>>>

use crate::{
    error::CourtSchedulerError,
    shared::{
        notification::{Notification, Notifier},
        usecase::{execute, UseCase},
    },
};
use court_scheduler_domain::{CourtScheduleForm, CourtSchedulePlan, ScheduleValidationError, ID};
use court_scheduler_infra::CourtContext;
use tracing::error;

/// Validates the court form and writes the result to the backend.
///
/// Every outcome is reported through `notifier` exactly once.
pub async fn submit_court_schedule_controller(
    court_id: ID,
    form: CourtScheduleForm,
    ctx: &CourtContext,
    notifier: &dyn Notifier,
) -> Result<CourtSchedulePlan, CourtSchedulerError> {
    let usecase = SubmitCourtScheduleUseCase { court_id, form };

    notifier.loading(true);
    let res = execute(usecase, ctx)
        .await
        .map(|res| res.plan)
        .map_err(CourtSchedulerError::from);
    notifier.loading(false);

    match &res {
        Ok(_) => notifier.notify(Notification::success("Court schedule updated.")),
        Err(e) => notifier.notify(Notification::error(e.to_string())),
    }
    res
}

#[derive(Debug)]
pub struct SubmitCourtScheduleUseCase {
    pub court_id: ID,
    pub form: CourtScheduleForm,
}

#[derive(Debug, Clone, Copy, PartialEq, Eq)]
pub enum BackendWrite {
    Availability,
    Unavailability,
}

#[derive(Debug, PartialEq)]
pub enum UseCaseError {
    Validation(ScheduleValidationError),
    /// The writes that did not go through. Writes are neither retried nor
    /// rolled back, so the others may have been persisted.
    BackendWrites(Vec<BackendWrite>),
}

impl From<UseCaseError> for CourtSchedulerError {
    fn from(e: UseCaseError) -> Self {
        match e {
            UseCaseError::Validation(e) => Self::InvalidSchedule(e),
            UseCaseError::BackendWrites(_) => Self::UpdateFailed,
        }
    }
}

#[derive(Debug)]
pub struct UseCaseRes {
    pub plan: CourtSchedulePlan,
}

#[async_trait::async_trait(?Send)]
impl UseCase for SubmitCourtScheduleUseCase {
    type Response = UseCaseRes;

    type Errors = UseCaseError;

    const NAME: &'static str = "SubmitCourtSchedule";

    async fn execute(&mut self, ctx: &CourtContext) -> Result<UseCaseRes, UseCaseError> {
        let now = ctx.sys.now_in(&ctx.config.timezone);
        let plan = self
            .form
            .build_plan(now)
            .map_err(UseCaseError::Validation)?;

        let availability = ctx
            .court_schedules
            .create_availability(&self.court_id, &plan.daily_slots);

        // Both writes are in flight at once and both run to completion
        let (availability_res, unavailability_res) = match &plan.off_day {
            Some(exception) => {
                let unavailability = ctx
                    .court_schedules
                    .create_unavailability(&self.court_id, exception);
                let (a, u) = futures::join!(availability, unavailability);
                (a, Some(u))
            }
            None => (availability.await, None),
        };

        let mut failed = vec![];
        if let Err(e) = availability_res {
            error!("Court availability for {} was not saved: {:?}", self.court_id, e);
            failed.push(BackendWrite::Availability);
        }
        if let Some(Err(e)) = unavailability_res {
            error!("Court off-day for {} was not saved: {:?}", self.court_id, e);
            failed.push(BackendWrite::Unavailability);
        }

        if !failed.is_empty() {
            return Err(UseCaseError::BackendWrites(failed));
        }
        Ok(UseCaseRes { plan })
    }
}

#[cfg(test)]
mod test {
    use super::*;
    use crate::shared::notification::{NotificationKind, RecordingNotifier};
    use court_scheduler_domain::{OffDayDates, OffDayForm, OffDayScope, Weekday};
    use court_scheduler_infra::{
        Config, CourtScheduleWrite, InMemoryCourtScheduleService, StaticTimeSys,
    };
    use std::sync::Arc;

    struct TestContext {
        ctx: CourtContext,
        service: Arc<InMemoryCourtScheduleService>,
        notifier: RecordingNotifier,
    }

    fn setup(service: InMemoryCourtScheduleService) -> TestContext {
        let service = Arc::new(service);
        let config = Config {
            api_address: "http://localhost".into(),
            api_token: None,
            timezone: chrono_tz::Europe::Oslo,
        };
        // 2026-10-18T12:30:00+02:00
        let sys = StaticTimeSys {
            timestamp_millis: 1792319400000,
        };
        TestContext {
            ctx: CourtContext::new(service.clone(), config, Arc::new(sys)),
            service,
            notifier: RecordingNotifier::default(),
        }
    }

    fn weekday_form() -> CourtScheduleForm {
        CourtScheduleForm {
            weekday_pattern: Some("mondayToFriday".into()),
            opening_time: Some("08:00".into()),
            closing_time: Some("20:00".into()),
            off_day: None,
        }
    }

    fn form_with_partial_off_day() -> CourtScheduleForm {
        CourtScheduleForm {
            off_day: Some(OffDayForm {
                enabled: true,
                dates: Some(OffDayDates {
                    from: chrono::NaiveDate::from_ymd_opt(2026, 10, 19).unwrap(),
                    to: None,
                }),
                scope: OffDayScope::Partial,
                start_time: Some("09:00".into()),
                end_time: Some("11:00".into()),
            }),
            ..weekday_form()
        }
    }

    fn court_id() -> ID {
        "court1".parse().unwrap()
    }

    #[tokio::test]
    async fn submits_weekly_availability_only() {
        let TestContext {
            ctx,
            service,
            notifier,
        } = setup(InMemoryCourtScheduleService::new());

        let res =
            submit_court_schedule_controller(court_id(), weekday_form(), &ctx, &notifier).await;
        assert!(res.is_ok());

        let writes = service.writes();
        assert_eq!(writes.len(), 1);
        match &writes[0] {
            CourtScheduleWrite::Availability {
                court_id: id,
                daily_slots,
            } => {
                assert_eq!(id, &court_id());
                assert_eq!(
                    daily_slots.iter().map(|s| s.day).collect::<Vec<_>>(),
                    vec![
                        Weekday::Monday,
                        Weekday::Tuesday,
                        Weekday::Wednesday,
                        Weekday::Thursday,
                        Weekday::Friday
                    ]
                );
                for slot in daily_slots {
                    assert_eq!(slot.open_time.to_string(), "08:00");
                    assert_eq!(slot.close_time.to_string(), "20:00");
                }
            }
            other => panic!("Unexpected write: {:?}", other),
        }

        assert_eq!(
            notifier.notifications(),
            vec![Notification::success("Court schedule updated.")]
        );
        assert_eq!(notifier.loading_signals(), vec![true, false]);
    }

    #[tokio::test]
    async fn submits_availability_and_off_day() {
        let TestContext {
            ctx,
            service,
            notifier,
        } = setup(InMemoryCourtScheduleService::new());

        let plan = submit_court_schedule_controller(
            court_id(),
            form_with_partial_off_day(),
            &ctx,
            &notifier,
        )
        .await
        .unwrap();

        let writes = service.writes();
        assert_eq!(writes.len(), 2);
        let exception = writes
            .iter()
            .find_map(|w| match w {
                CourtScheduleWrite::Unavailability { exception, .. } => Some(exception.clone()),
                _ => None,
            })
            .expect("Expected an off-day write");
        assert_eq!(Some(exception.clone()), plan.off_day);
        assert_eq!(
            exception.start_datetime().to_rfc3339(),
            "2026-10-19T09:00:00+02:00"
        );
        assert_eq!(
            exception.end_datetime().to_rfc3339(),
            "2026-10-19T11:00:00+02:00"
        );
        assert_eq!(notifier.notifications().len(), 1);
        assert_eq!(
            notifier.notifications()[0].kind,
            NotificationKind::Success
        );
    }

    #[tokio::test]
    async fn reports_single_failure_when_availability_fails() {
        let TestContext {
            ctx,
            service,
            notifier,
        } = setup(InMemoryCourtScheduleService::new().failing_availability());

        let res = submit_court_schedule_controller(
            court_id(),
            form_with_partial_off_day(),
            &ctx,
            &notifier,
        )
        .await;

        assert_eq!(res, Err(CourtSchedulerError::UpdateFailed));
        // The off-day write is still issued and not rolled back
        assert_eq!(service.writes().len(), 2);
        assert_eq!(
            notifier.notifications(),
            vec![Notification::error("Update failed. Please try again.")]
        );
    }

    #[tokio::test]
    async fn reports_single_failure_when_off_day_fails() {
        let TestContext {
            ctx,
            service,
            notifier,
        } = setup(InMemoryCourtScheduleService::new().failing_unavailability());

        let res = submit_court_schedule_controller(
            court_id(),
            form_with_partial_off_day(),
            &ctx,
            &notifier,
        )
        .await;

        assert_eq!(res, Err(CourtSchedulerError::UpdateFailed));
        assert_eq!(service.writes().len(), 2);
        let notifications = notifier.notifications();
        assert_eq!(notifications.len(), 1);
        assert_eq!(notifications[0].kind, NotificationKind::Error);
    }

    #[tokio::test]
    async fn reports_which_writes_failed() {
        let TestContext { ctx, .. } = setup(
            InMemoryCourtScheduleService::new()
                .failing_availability()
                .failing_unavailability(),
        );
        let usecase = SubmitCourtScheduleUseCase {
            court_id: court_id(),
            form: form_with_partial_off_day(),
        };

        let res = execute(usecase, &ctx).await;
        assert_eq!(
            res.unwrap_err(),
            UseCaseError::BackendWrites(vec![
                BackendWrite::Availability,
                BackendWrite::Unavailability
            ])
        );
    }

    #[tokio::test]
    async fn does_not_write_invalid_schedules() {
        let TestContext {
            ctx,
            service,
            notifier,
        } = setup(InMemoryCourtScheduleService::new());
        let mut form = form_with_partial_off_day();
        if let Some(off_day) = form.off_day.as_mut() {
            off_day.start_time = Some("07:00".into());
        }

        let res = submit_court_schedule_controller(court_id(), form, &ctx, &notifier).await;

        assert!(matches!(
            res,
            Err(CourtSchedulerError::InvalidSchedule(
                ScheduleValidationError::OutsideOperatingHours { .. }
            ))
        ));
        assert!(service.writes().is_empty());
        assert_eq!(
            notifier.notifications(),
            vec![Notification::error("Off-day must fall within 08:00 and 20:00.")]
        );
    }

    #[tokio::test]
    async fn rejects_full_off_day_today() {
        let TestContext {
            ctx,
            service,
            notifier,
        } = setup(InMemoryCourtScheduleService::new());
        let form = CourtScheduleForm {
            off_day: Some(OffDayForm {
                enabled: true,
                dates: Some(OffDayDates {
                    from: chrono::NaiveDate::from_ymd_opt(2026, 10, 18).unwrap(),
                    to: None,
                }),
                scope: OffDayScope::Full,
                start_time: None,
                end_time: None,
            }),
            ..weekday_form()
        };

        let res = submit_court_schedule_controller(court_id(), form, &ctx, &notifier).await;

        assert_eq!(
            res,
            Err(CourtSchedulerError::InvalidSchedule(
                ScheduleValidationError::FullOffDayTooSoon
            ))
        );
        assert!(service.writes().is_empty());
        assert_eq!(
            notifier.notifications()[0].message,
            "Full off-days must be scheduled at least one day in advance."
        );
    }
}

<<<

[TRY IT]: Print the lines above from the one with "let unavailability = ctx" through the one with "let mut failed = vec![];", both included, exactly as written and nothing more.

[COMPLETED EXERCISE]:
                let unavailability = ctx
                    .court_schedules
                    .create_unavailability(&self.court_id, exception);
                let (a, u) = futures::join!(availability, unavailability);
                (a, Some(u))
            }
            None => (availability.await, None),
        };

        let mut failed = vec![];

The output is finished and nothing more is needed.